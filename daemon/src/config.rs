//! Daemon configuration

use serde::{Deserialize, Serialize};

#[derive(Debug, Clone, Serialize, Deserialize)]
pub struct Config {
    /// Listen address for the command socket
    pub listen_addr: String,
}

impl Default for Config {
    fn default() -> Self {
        Self {
            listen_addr: std::env::var("PERISCOPE_LISTEN")
                .unwrap_or_else(|_| "127.0.0.1:7070".to_string()),
        }
    }
}

impl Config {
    /// Listen on the given port on loopback.
    pub fn with_port(port: u16) -> Self {
        Self {
            listen_addr: format!("127.0.0.1:{}", port),
        }
    }

    /// Validate configuration
    pub fn validate(&self) -> anyhow::Result<()> {
        use std::net::ToSocketAddrs;

        if self
            .listen_addr
            .to_socket_addrs()
            .map(|mut addrs| addrs.next().is_none())
            .unwrap_or(true)
        {
            anyhow::bail!("Invalid listen address: {}", self.listen_addr);
        }

        Ok(())
    }
}
//! The full request/response choreography around one measured workload
//!
//! `run` performs: connect, liveness check, payload push, start, optional
//! idle delay, workload, optional idle delay, stop, trace fetch. Each step
//! aborts the whole operation on failure — in particular a failed workload
//! is propagated immediately and no `stop`/trace fetch is attempted.

use crate::connection::{ClientError, Connection};
use anyhow::{Context, Result};
use periscope_shared::{ServerPayload, Trace};
use std::net::ToSocketAddrs;
use std::time::{Duration, Instant};
use tracing::{debug, warn};

#[derive(Debug, Clone)]
pub struct RunOptions {
    /// Wait this long after `start` and again after the workload, letting the
    /// sampler record baseline ticks around the load.
    pub idle_delay: Option<Duration>,

    /// Connection attempts before giving up.
    pub connect_attempts: u32,

    /// Initial delay between connection attempts (doubles per attempt).
    pub connect_backoff: Duration,
}

impl Default for RunOptions {
    fn default() -> Self {
        Self {
            idle_delay: None,
            connect_attempts: 3,
            connect_backoff: Duration::from_millis(100),
        }
    }
}

/// What `run` hands back.
#[derive(Debug)]
pub struct RunOutcome<T> {
    /// The sampled time series.
    pub trace: Trace,
    /// The workload's own return value.
    pub output: T,
    /// Wall-clock duration of the workload call only (idle delays and the
    /// protocol handshake excluded).
    pub elapsed: Duration,
}

/// Run `workload` while the daemon at `addr` samples `payload`'s spec.
pub fn run<A, T, F>(
    addr: A,
    payload: &ServerPayload,
    options: &RunOptions,
    workload: F,
) -> Result<RunOutcome<T>>
where
    A: ToSocketAddrs,
    F: FnOnce() -> Result<T>,
{
    let mut conn = connect_with_backoff(&addr, options.connect_attempts, options.connect_backoff)
        .context("failed to connect to sampling daemon")?;

    if !conn.ping().context("liveness check failed")? {
        anyhow::bail!("daemon did not echo the liveness check");
    }

    conn.send_payload(payload)
        .context("failed to send payload")?;
    conn.start().context("failed to start sampling")?;

    if let Some(delay) = options.idle_delay {
        std::thread::sleep(delay);
    }

    let started = Instant::now();
    let output = workload()?;
    let elapsed = started.elapsed();
    debug!(?elapsed, "workload finished");

    if let Some(delay) = options.idle_delay {
        std::thread::sleep(delay);
    }

    conn.stop().context("failed to stop sampling")?;
    let trace = conn
        .receive_trace()
        .context("failed to receive trace")?;

    Ok(RunOutcome {
        trace,
        output,
        elapsed,
    })
}

/// Convenience wrapper when only the trace is wanted: samples for
/// `duration` with no workload.
pub fn sample_for<A: ToSocketAddrs>(
    addr: A,
    payload: &ServerPayload,
    duration: Duration,
) -> Result<Trace> {
    let outcome = run(addr, payload, &RunOptions::default(), || {
        std::thread::sleep(duration);
        Ok(())
    })?;
    Ok(outcome.trace)
}

fn connect_with_backoff<A: ToSocketAddrs>(
    addr: &A,
    max_attempts: u32,
    initial_delay: Duration,
) -> Result<Connection, ClientError> {
    let max_attempts = max_attempts.max(1);
    let mut delay = initial_delay;
    let mut last_err = None;

    for attempt in 1..=max_attempts {
        match Connection::connect(addr) {
            Ok(conn) => return Ok(conn),
            Err(e) => {
                warn!(
                    "connect failed (attempt {}/{}): {}",
                    attempt, max_attempts, e
                );
                last_err = Some(e);
                if attempt < max_attempts {
                    std::thread::sleep(delay);
                    delay = (delay * 2).min(Duration::from_secs(30));
                }
            }
        }
    }

    Err(last_err.unwrap())
}
//! Length-prefixed binary framing
//!
//! A frame is a `u32` little-endian length followed by that many body bytes.
//! The length is validated against [`MAX_FRAME_LEN`] before any allocation,
//! so a corrupt or hostile prefix cannot balloon memory.

use std::io::{Read, Write};
use thiserror::Error;

/// Upper bound on a frame body (16 MiB).
pub const MAX_FRAME_LEN: usize = 16 * 1024 * 1024;

#[derive(Debug, Error)]
pub enum FrameError {
    #[error("frame I/O error: {0}")]
    Io(#[from] std::io::Error),
    #[error("frame length {len} exceeds maximum {MAX_FRAME_LEN}")]
    TooLarge { len: usize },
}

/// Validate a decoded length prefix.
pub fn validate_len(len: u32) -> Result<usize, FrameError> {
    let len = len as usize;
    if len > MAX_FRAME_LEN {
        return Err(FrameError::TooLarge { len });
    }
    Ok(len)
}

/// Write one frame: length prefix plus body.
pub fn write_frame<W: Write>(writer: &mut W, body: &[u8]) -> Result<(), FrameError> {
    if body.len() > MAX_FRAME_LEN {
        return Err(FrameError::TooLarge { len: body.len() });
    }
    writer.write_all(&(body.len() as u32).to_le_bytes())?;
    writer.write_all(body)?;
    writer.flush()?;
    Ok(())
}

/// Read one frame body (blocking until complete).
pub fn read_frame<R: Read>(reader: &mut R) -> Result<Vec<u8>, FrameError> {
    let mut prefix = [0u8; 4];
    reader.read_exact(&mut prefix)?;
    let len = validate_len(u32::from_le_bytes(prefix))?;
    let mut body = vec![0u8; len];
    reader.read_exact(&mut body)?;
    Ok(body)
}
//! Wire encoding for payload and trace blobs.
//!
//! Uses bincode with an explicit config so daemon and client always use the
//! same encoding (fixint for lengths and enum tags), avoiding version/skew
//! mismatches. Both blob kinds travel inside a versioned envelope; decoding
//! rejects a version it does not speak rather than misreading the body.

use crate::types::payload::ServerPayload;
use crate::types::trace::Trace;
use anyhow::Result;
use bincode::Options;
use serde::{Deserialize, Serialize};

/// Protocol version
pub const PROTOCOL_VERSION: u32 = 1;

/// Single bincode config for the wire format: fixint encoding so vec lengths
/// and enum tags have a fixed size and cannot be misinterpreted across builds
/// or bincode versions.
fn wire_bincode() -> impl bincode::config::Options {
    bincode::config::DefaultOptions::new()
        .with_fixint_encoding()
        .allow_trailing_bytes()
}

/// Envelope for the client → daemon sampling request.
#[derive(Debug, Clone, Serialize, Deserialize)]
pub struct PayloadMessage {
    pub version: u32,
    pub payload: ServerPayload,
}

impl PayloadMessage {
    pub fn new(payload: ServerPayload) -> Self {
        Self {
            version: PROTOCOL_VERSION,
            payload,
        }
    }

    pub fn to_bytes(&self) -> Result<Vec<u8>> {
        wire_bincode().serialize(self).map_err(Into::into)
    }

    pub fn from_bytes(bytes: &[u8]) -> Result<Self> {
        let msg: Self = wire_bincode()
            .deserialize(bytes)
            .map_err(|e| anyhow::anyhow!("failed to decode payload message: {}", e))?;
        if msg.version != PROTOCOL_VERSION {
            anyhow::bail!(
                "payload message version mismatch: got {}, expected {}",
                msg.version,
                PROTOCOL_VERSION
            );
        }
        Ok(msg)
    }
}

/// Envelope for the daemon → client trace result.
#[derive(Debug, Clone, Serialize, Deserialize)]
pub struct TraceMessage {
    pub version: u32,
    pub trace: Trace,
}

impl TraceMessage {
    pub fn new(trace: Trace) -> Self {
        Self {
            version: PROTOCOL_VERSION,
            trace,
        }
    }

    pub fn to_bytes(&self) -> Result<Vec<u8>> {
        wire_bincode().serialize(self).map_err(Into::into)
    }

    pub fn from_bytes(bytes: &[u8]) -> Result<Self> {
        let msg: Self = wire_bincode()
            .deserialize(bytes)
            .map_err(|e| anyhow::anyhow!("failed to decode trace message: {}", e))?;
        if msg.version != PROTOCOL_VERSION {
            anyhow::bail!(
                "trace message version mismatch: got {}, expected {}",
                msg.version,
                PROTOCOL_VERSION
            );
        }
        Ok(msg)
    }
}

#[cfg(test)]
mod tests {
    use super::*;
    use crate::types::spec::MeasurementSpec;
    use crate::types::trace::Tick;
    use crate::types::value::Value;
    use std::time::Duration;

    fn sample_payload() -> ServerPayload {
        let spec = MeasurementSpec::builder()
            .deferred("t", "timestamp", vec![], vec![])
            .literal("n", 5i64)
            .build()
            .unwrap();
        ServerPayload::new(Duration::from_millis(100), spec)
    }

    #[test]
    fn test_payload_roundtrip() {
        let msg = PayloadMessage::new(sample_payload());
        let bytes = msg.to_bytes().unwrap();
        let decoded = PayloadMessage::from_bytes(&bytes).unwrap();
        assert_eq!(decoded.version, PROTOCOL_VERSION);
        assert_eq!(decoded.payload, msg.payload);
    }

    #[test]
    fn test_payload_roundtrip_preserves_spec_order() {
        let spec = MeasurementSpec::builder()
            .literal("zeta", 1i64)
            .literal("alpha", 2i64)
            .literal("mid", 3i64)
            .build()
            .unwrap();
        let msg = PayloadMessage::new(ServerPayload::new(Duration::from_millis(10), spec));
        let decoded = PayloadMessage::from_bytes(&msg.to_bytes().unwrap()).unwrap();
        let names: Vec<&str> = decoded.payload.spec.names().collect();
        assert_eq!(names, vec!["zeta", "alpha", "mid"]);
    }

    #[test]
    fn test_trace_roundtrip() {
        let trace = Trace {
            ticks: vec![Tick {
                index: 0,
                elapsed_us: 1000,
                samples: vec![("t".to_string(), Value::Int(42))],
            }],
        };
        let msg = TraceMessage::new(trace.clone());
        let decoded = TraceMessage::from_bytes(&msg.to_bytes().unwrap()).unwrap();
        assert_eq!(decoded.trace, trace);
    }

    #[test]
    fn test_garbage_bytes_fail() {
        let bytes = vec![0xFF; 20];
        assert!(PayloadMessage::from_bytes(&bytes).is_err());
        assert!(TraceMessage::from_bytes(&bytes).is_err());
    }

    #[test]
    fn test_version_mismatch_rejected() {
        let mut msg = TraceMessage::new(Trace::new());
        msg.version = PROTOCOL_VERSION + 1;
        let bytes = wire_bincode().serialize(&msg).unwrap();
        assert!(TraceMessage::from_bytes(&bytes).is_err());
    }
}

────────

- [What is expected]: Copy every line that includes the string "output" from the material above.

- [Exercise response]:
    pub output: T,
    let output = workload()?;
        output,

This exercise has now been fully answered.